What the task requires - In the records below, find each line that holds "builder" and return it.

Input records -
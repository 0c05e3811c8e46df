//! Build lifecycle integration for page actions.
//!
//! Hooks the core mirror and manifest logic into a static build: the setup
//! stage copies every content document to its raw `.md` mirror and emits the
//! client config module, the finalize stage writes `llms.txt`.

pub mod builder;
pub mod copy;
pub mod integration;
pub mod pages;

pub use builder::{BuildError, BuildResult, FinalizeResult, SetupResult, StaticBuilder};
pub use copy::{execute_copy, CopyTarget, RenameFn};
pub use integration::{
    BuildDone, BuildSetup, GeneratedModule, Integration, PageActions, SiteSettings,
    CONFIG_MODULE_SPECIFIER, DEFAULT_EXTENSIONS, DEFAULT_MODULE_PATH,
};
pub use pages::discover_pages;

Written response -
pub mod builder;
pub use builder::{BuildError, BuildResult, FinalizeResult, SetupResult, StaticBuilder};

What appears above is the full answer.